• [Work order]: Look through the data that follows and say how many of its lines contain "PartialEq", giving the number only.
START Dataset entries
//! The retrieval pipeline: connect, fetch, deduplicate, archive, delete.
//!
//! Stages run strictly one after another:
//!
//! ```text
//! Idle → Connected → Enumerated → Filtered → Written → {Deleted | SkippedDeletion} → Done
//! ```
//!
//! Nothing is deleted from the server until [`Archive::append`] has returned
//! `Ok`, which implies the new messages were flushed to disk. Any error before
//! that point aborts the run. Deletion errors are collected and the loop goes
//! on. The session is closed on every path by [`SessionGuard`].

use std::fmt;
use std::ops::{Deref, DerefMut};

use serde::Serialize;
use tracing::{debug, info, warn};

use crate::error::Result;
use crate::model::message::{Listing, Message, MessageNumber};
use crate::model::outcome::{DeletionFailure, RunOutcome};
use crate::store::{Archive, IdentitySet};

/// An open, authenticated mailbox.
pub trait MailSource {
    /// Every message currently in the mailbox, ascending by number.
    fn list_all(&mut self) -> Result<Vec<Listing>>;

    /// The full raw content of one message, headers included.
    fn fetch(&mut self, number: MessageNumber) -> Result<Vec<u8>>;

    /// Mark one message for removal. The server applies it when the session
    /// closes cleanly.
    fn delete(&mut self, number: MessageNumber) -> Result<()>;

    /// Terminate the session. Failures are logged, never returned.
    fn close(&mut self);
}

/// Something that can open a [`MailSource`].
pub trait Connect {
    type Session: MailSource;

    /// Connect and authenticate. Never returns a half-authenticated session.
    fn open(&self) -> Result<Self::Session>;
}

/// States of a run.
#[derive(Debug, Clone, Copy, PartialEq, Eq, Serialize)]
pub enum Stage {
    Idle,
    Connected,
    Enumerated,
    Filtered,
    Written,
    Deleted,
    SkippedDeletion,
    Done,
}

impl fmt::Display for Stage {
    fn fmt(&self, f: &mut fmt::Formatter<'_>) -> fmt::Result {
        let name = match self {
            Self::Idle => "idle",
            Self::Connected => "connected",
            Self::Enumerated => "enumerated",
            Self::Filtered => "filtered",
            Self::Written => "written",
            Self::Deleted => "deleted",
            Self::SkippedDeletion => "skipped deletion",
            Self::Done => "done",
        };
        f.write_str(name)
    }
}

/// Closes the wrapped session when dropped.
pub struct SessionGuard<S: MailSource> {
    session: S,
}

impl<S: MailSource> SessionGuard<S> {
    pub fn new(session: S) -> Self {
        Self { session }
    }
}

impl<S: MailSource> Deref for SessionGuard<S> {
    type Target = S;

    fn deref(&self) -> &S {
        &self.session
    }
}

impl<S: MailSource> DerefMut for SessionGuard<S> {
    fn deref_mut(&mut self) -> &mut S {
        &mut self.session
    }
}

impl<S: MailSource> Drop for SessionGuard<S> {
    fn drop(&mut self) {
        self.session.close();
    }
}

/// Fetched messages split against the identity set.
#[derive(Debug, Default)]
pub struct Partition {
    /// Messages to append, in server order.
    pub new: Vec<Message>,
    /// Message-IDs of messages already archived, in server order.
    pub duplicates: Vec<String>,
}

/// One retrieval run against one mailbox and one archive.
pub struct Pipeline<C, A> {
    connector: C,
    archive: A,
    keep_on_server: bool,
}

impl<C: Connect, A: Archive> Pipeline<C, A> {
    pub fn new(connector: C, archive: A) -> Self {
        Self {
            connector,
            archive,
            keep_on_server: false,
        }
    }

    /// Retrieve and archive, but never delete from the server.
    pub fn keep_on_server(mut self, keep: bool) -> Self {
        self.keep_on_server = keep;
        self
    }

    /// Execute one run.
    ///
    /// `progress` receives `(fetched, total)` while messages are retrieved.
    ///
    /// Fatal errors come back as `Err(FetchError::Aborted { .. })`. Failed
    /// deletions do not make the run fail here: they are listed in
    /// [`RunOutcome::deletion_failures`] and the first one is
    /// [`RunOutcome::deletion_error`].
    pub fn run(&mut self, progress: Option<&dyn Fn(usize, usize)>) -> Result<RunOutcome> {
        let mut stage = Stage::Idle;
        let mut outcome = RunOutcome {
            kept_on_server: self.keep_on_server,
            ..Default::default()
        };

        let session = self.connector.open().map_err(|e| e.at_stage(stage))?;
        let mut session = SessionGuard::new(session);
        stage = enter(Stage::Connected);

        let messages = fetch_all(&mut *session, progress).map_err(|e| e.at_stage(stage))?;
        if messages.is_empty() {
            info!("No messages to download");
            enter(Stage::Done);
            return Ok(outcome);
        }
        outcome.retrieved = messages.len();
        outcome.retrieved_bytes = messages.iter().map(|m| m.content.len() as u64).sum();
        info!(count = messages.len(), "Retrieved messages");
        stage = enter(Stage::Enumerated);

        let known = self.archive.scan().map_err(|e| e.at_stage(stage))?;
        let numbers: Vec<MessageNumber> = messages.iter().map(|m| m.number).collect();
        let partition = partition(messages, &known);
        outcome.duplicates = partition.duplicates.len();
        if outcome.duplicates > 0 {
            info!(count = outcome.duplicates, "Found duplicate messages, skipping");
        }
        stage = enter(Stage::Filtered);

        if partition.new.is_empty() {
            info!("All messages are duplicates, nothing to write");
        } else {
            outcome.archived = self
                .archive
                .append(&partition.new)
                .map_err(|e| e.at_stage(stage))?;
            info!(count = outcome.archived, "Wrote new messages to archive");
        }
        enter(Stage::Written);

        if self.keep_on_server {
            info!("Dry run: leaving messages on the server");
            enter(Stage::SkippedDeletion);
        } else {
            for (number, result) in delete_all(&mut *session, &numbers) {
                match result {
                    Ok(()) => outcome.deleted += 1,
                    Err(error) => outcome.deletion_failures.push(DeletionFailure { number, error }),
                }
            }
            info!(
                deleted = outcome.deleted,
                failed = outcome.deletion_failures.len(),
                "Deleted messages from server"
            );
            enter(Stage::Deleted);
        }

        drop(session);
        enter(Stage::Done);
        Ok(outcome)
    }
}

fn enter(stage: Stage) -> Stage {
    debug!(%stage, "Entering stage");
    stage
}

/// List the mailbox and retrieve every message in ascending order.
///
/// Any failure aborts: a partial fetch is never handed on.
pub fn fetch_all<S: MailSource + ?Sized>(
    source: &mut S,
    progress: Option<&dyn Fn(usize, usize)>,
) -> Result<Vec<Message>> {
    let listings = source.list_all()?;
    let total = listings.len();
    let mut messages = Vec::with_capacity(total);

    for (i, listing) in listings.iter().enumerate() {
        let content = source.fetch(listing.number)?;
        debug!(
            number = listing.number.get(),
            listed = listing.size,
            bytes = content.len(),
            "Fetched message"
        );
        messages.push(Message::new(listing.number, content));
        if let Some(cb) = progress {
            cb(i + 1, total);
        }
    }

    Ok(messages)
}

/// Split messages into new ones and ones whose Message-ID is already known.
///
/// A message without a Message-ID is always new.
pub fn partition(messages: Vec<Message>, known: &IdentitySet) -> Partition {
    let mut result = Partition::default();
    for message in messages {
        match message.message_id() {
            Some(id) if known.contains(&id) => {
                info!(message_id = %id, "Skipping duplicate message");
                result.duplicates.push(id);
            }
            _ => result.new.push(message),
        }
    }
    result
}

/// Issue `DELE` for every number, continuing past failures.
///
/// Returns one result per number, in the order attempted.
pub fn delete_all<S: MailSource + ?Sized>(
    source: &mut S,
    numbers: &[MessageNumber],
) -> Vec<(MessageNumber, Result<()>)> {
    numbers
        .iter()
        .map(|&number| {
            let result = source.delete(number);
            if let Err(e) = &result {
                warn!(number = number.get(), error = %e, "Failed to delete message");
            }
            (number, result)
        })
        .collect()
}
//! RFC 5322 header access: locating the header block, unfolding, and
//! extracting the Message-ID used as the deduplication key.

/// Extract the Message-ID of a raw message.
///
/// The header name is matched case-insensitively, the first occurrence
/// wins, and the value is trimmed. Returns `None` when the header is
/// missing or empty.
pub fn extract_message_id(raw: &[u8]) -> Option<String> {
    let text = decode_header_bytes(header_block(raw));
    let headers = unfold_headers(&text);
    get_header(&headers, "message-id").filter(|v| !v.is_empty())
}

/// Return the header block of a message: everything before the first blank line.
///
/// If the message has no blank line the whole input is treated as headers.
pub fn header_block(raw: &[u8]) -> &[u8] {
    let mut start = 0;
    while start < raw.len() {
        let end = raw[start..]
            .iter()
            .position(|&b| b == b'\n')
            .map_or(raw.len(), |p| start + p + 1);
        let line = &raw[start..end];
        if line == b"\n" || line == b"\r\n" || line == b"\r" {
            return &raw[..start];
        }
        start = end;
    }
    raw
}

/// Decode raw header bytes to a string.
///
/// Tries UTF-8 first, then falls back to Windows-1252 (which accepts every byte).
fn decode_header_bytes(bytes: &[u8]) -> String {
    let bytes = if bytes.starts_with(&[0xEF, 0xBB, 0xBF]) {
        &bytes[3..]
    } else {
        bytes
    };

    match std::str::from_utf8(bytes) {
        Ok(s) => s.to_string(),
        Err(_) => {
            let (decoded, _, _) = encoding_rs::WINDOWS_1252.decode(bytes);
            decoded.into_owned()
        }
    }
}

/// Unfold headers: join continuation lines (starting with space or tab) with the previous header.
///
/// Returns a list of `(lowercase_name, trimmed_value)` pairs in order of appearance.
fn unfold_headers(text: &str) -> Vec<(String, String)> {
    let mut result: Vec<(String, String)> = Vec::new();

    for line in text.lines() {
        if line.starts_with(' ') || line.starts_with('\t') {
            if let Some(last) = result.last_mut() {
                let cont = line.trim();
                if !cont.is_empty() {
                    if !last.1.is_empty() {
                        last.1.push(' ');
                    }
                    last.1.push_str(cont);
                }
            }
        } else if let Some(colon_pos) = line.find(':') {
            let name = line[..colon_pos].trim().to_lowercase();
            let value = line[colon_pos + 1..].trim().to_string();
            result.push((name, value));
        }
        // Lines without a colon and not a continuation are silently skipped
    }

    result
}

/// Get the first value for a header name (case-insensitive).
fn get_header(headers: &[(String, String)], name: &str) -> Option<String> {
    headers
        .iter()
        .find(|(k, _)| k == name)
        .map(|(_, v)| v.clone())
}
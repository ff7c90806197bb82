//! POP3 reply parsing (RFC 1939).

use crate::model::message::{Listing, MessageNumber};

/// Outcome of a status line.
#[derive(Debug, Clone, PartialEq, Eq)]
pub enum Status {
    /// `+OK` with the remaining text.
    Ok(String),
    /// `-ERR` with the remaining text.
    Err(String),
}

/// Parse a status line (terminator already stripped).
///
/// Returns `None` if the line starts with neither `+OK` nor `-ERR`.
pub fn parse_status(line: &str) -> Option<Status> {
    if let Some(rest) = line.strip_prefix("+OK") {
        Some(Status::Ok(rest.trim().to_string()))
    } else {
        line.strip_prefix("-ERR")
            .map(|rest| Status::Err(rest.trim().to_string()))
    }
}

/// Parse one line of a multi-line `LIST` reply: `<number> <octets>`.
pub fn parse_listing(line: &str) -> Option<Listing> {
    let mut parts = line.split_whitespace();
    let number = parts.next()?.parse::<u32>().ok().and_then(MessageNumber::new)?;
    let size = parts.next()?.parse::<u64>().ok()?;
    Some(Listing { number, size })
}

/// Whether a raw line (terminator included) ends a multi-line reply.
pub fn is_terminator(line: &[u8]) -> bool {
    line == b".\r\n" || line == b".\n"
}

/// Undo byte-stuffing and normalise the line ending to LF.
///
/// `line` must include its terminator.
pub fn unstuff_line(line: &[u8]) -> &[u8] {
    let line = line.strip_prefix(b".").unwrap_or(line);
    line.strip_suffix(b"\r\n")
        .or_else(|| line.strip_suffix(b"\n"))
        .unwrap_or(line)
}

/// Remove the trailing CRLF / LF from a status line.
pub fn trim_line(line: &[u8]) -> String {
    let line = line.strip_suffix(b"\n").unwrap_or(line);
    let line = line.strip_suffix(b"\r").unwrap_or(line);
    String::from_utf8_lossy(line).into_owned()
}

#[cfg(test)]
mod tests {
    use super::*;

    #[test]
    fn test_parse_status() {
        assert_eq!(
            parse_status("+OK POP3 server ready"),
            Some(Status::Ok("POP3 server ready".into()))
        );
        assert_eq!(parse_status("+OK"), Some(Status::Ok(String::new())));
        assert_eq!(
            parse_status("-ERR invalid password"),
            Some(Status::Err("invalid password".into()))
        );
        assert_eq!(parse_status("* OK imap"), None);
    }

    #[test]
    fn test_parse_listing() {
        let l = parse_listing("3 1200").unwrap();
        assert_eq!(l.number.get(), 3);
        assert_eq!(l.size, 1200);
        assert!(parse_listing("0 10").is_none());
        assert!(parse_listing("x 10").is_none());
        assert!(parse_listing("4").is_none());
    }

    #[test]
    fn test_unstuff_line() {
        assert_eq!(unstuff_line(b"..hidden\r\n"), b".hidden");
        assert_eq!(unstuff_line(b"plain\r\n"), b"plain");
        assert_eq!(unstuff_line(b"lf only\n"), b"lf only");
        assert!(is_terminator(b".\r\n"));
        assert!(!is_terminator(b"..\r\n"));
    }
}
END Dataset entries
• [Final answer]: 2